Pendant que Dick lisait ces lignes, Avertie, triste et fatiguée, sous le cloître, attendait sa voiture. Elle avait cueilli cette grappe de glycine qu'ils avaient, toute vivante de soleil, tenue la veille, dans leurs mains. Elle regarda les fenêtres de Dick; elles étaient closes.
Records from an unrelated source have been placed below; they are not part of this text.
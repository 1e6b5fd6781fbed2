//! TCP metric listener for processors that cannot speak HTTP.
//!
//! Each connection carries one JSON object `{"room": .., "metric": .., "action": ..}`, terminated
//! by EOF or a newline. The processor has no clock to offer, so `time` is stamped here on
//! receipt. Nothing is written back.

use crate::db::{MetricRecord, MetricStore};
use crate::error::{DbError, ValidationError};
use crate::server::routes::extract::{json_object, require_string};
use crate::utils::logging::debug_json;
use serde::Serialize;
use serde_json::Value;
use std::sync::Arc;
use std::time::Duration;
use thiserror::Error as ThisError;
use tokio::io::{AsyncRead, AsyncReadExt};
use tokio::net::TcpListener;
use tracing::{info, warn};

/// Largest accepted message, in bytes.
pub const MAX_MESSAGE_LEN: usize = 4096;

/// Local time, second precision, no offset.
pub const TIME_FORMAT: &str = "%Y-%m-%dT%H:%M:%S";

const ACCEPT_BACKOFF: Duration = Duration::from_millis(100);

#[derive(Debug, ThisError)]
pub enum IngestError {
    #[error("read failed: {0}")]
    Io(#[from] std::io::Error),

    #[error("message exceeds 4096 bytes")]
    TooLarge,

    #[error("empty message")]
    Empty,

    #[error(transparent)]
    Validation(#[from] ValidationError),

    #[error("insert failed: {0}")]
    Store(#[from] DbError),
}

#[derive(Debug, Default, Serialize)]
struct IngestBody {
    room: Option<Value>,
    metric: Option<Value>,
    action: Option<Value>,
}

impl IngestBody {
    fn from_slice(raw: &[u8]) -> Result<Self, ValidationError> {
        let mut fields = json_object(raw)?;
        Ok(Self {
            room: fields.remove("room"),
            metric: fields.remove("metric"),
            action: fields.remove("action"),
        })
    }

    fn into_record(self, time: String) -> Result<MetricRecord, ValidationError> {
        let mut invalid = Vec::new();
        let room = require_string("room", self.room, &mut invalid);
        let metric = require_string("metric", self.metric, &mut invalid);
        let action = require_string("action", self.action, &mut invalid);

        match (room, metric, action) {
            (Some(room), Some(metric), Some(action)) => Ok(MetricRecord {
                room,
                time,
                metric,
                action,
            }),
            _ => Err(ValidationError::Fields { fields: invalid }),
        }
    }
}

/// Accepts connections until the task is dropped. Per-connection failures are logged and never
/// stop the listener.
pub async fn serve(listener: TcpListener, store: Arc<dyn MetricStore>) {
    match listener.local_addr() {
        Ok(addr) => info!(%addr, "TCP metric listener ready"),
        Err(e) => warn!(error = %e, "TCP metric listener ready (address unknown)"),
    }

    loop {
        let (mut stream, peer) = match listener.accept().await {
            Ok(accepted) => accepted,
            Err(e) => {
                warn!(error = %e, "TCP metric listener: accept failed");
                tokio::time::sleep(ACCEPT_BACKOFF).await;
                continue;
            }
        };

        let store = store.clone();
        tokio::spawn(async move {
            match ingest_one(&mut stream, store.as_ref()).await {
                Ok(record) => info!(
                    %peer,
                    room = %record.room,
                    metric = %record.metric,
                    action = %record.action,
                    "TCP metric stored"
                ),
                Err(e) => warn!(%peer, error = %e, "TCP metric dropped"),
            }
        });
    }
}

/// Reads one message from `reader`, stamps it and inserts it.
pub async fn ingest_one<R>(reader: &mut R, store: &dyn MetricStore) -> Result<MetricRecord, IngestError>
where
    R: AsyncRead + Unpin,
{
    let raw = read_message(reader).await?;
    let time = chrono::Local::now().format(TIME_FORMAT).to_string();

    let body = IngestBody::from_slice(&raw)?;
    debug_json("Received TCP metric", &body);
    let record = body.into_record(time)?;

    store.insert_metric(&record).await?;
    Ok(record)
}

/// Bytes up to EOF or the first newline, trimmed.
async fn read_message<R>(reader: &mut R) -> Result<Vec<u8>, IngestError>
where
    R: AsyncRead + Unpin,
{
    let mut buf = Vec::with_capacity(256);
    let mut chunk = [0u8; 512];
    loop {
        let n = reader.read(&mut chunk).await?;
        if n == 0 {
            break;
        }
        let read = &chunk[..n];
        if let Some(pos) = read.iter().position(|b| *b == b'\n') {
            buf.extend_from_slice(&read[..pos]);
            break;
        }
        buf.extend_from_slice(read);
        if buf.len() > MAX_MESSAGE_LEN {
            return Err(IngestError::TooLarge);
        }
    }
    if buf.len() > MAX_MESSAGE_LEN {
        return Err(IngestError::TooLarge);
    }

    let trimmed = buf.trim_ascii();
    if trimmed.is_empty() {
        return Err(IngestError::Empty);
    }
    Ok(trimmed.to_vec())
}

#[cfg(test)]
mod tests {
    use super::*;

    #[tokio::test]
    async fn message_stops_at_newline() {
        let mut input: &[u8] = b"  {\"a\":1}\nleftover";
        assert_eq!(read_message(&mut input).await.unwrap(), b"{\"a\":1}");
    }

    #[tokio::test]
    async fn message_stops_at_eof() {
        let mut input: &[u8] = b"{\"a\":1}";
        assert_eq!(read_message(&mut input).await.unwrap(), b"{\"a\":1}");
    }

    #[tokio::test]
    async fn oversized_message_is_rejected() {
        let big = vec![b'x'; MAX_MESSAGE_LEN + 1];
        let mut input: &[u8] = &big;
        assert!(matches!(
            read_message(&mut input).await,
            Err(IngestError::TooLarge)
        ));
    }

    #[tokio::test]
    async fn blank_message_is_rejected() {
        let mut input: &[u8] = b" \r\n";
        assert!(matches!(read_message(&mut input).await, Err(IngestError::Empty)));
    }

    #[test]
    fn array_message_is_rejected() {
        assert!(matches!(
            IngestBody::from_slice(br#"["GLNN210","Camera","Started"]"#),
            Err(ValidationError::InvalidJson { .. })
        ));
    }

    #[test]
    fn record_requires_three_fields() {
        let body = IngestBody {
            room: Some(Value::from("GLNN210")),
            metric: Some(Value::from(7)),
            action: None,
        };
        assert_eq!(
            body.into_record("t".into()).unwrap_err(),
            ValidationError::Fields {
                fields: vec!["metric", "action"]
            }
        );
    }
}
La voiture avança et, au moment où Avertie enjambait le marchepied, elle crut voir le jeune homme s'approcher de la croisée... Fallait-il retarder son départ, lui dire adieu, lui expliquer sa lettre? À quoi bon? La comprendrait-il? Elle se rappela son menton énergique et son front têtu; une dernière brutalité qu'elle méritait lui parut possible; elle eut peur et partit sans retourner la tête. L'air vif, sur la route, dissipa sa migraine. Dans son indifférence lasse de toutes choses, elle fut indulgente au paysage monotone que seul le printemps paraît un peu, comme la jeunesse embellit parfois une fille vulgaire.

Puis, aux approches de Bassano, un peu de joie lui vint de retrouver ses compagnons...

Ils n'étaient pas à l'hôtel. Elle se fit conduire de suite à la fabrique. Floche, agitée, la reçut avec des exclamations de désespoir.

—Ah! ma pauvre amie! Quelles cochonneries! Quelle déception! Venez voir les horreurs, les immondices que ces porcs d'Italiens font ici sous la rubrique de vases artistiques! Pauvre Donatello, pauvre Michel-Angelo, que vous êtes loin, mes chers grands artistes!

Et, d'une main tremblante, elle montrait le mauvais goût de ces vases grossiers, ornés de peintures polychromes, articles pour «la province riche».

—Pensez, chère amie, combien c'est affreux! Être venue de si loin, avoir fait tout ce voyage et dépensé tant d'argent pour échouer dans ce sale trou de fabrique d'où je comptais, à bon compte, tirer tous mes souvenirs avec l'estampille, le cachet de l'Italie, la souveraine, la royale, la divine Italie! Ah! c'est du propre! Que faire, à présent?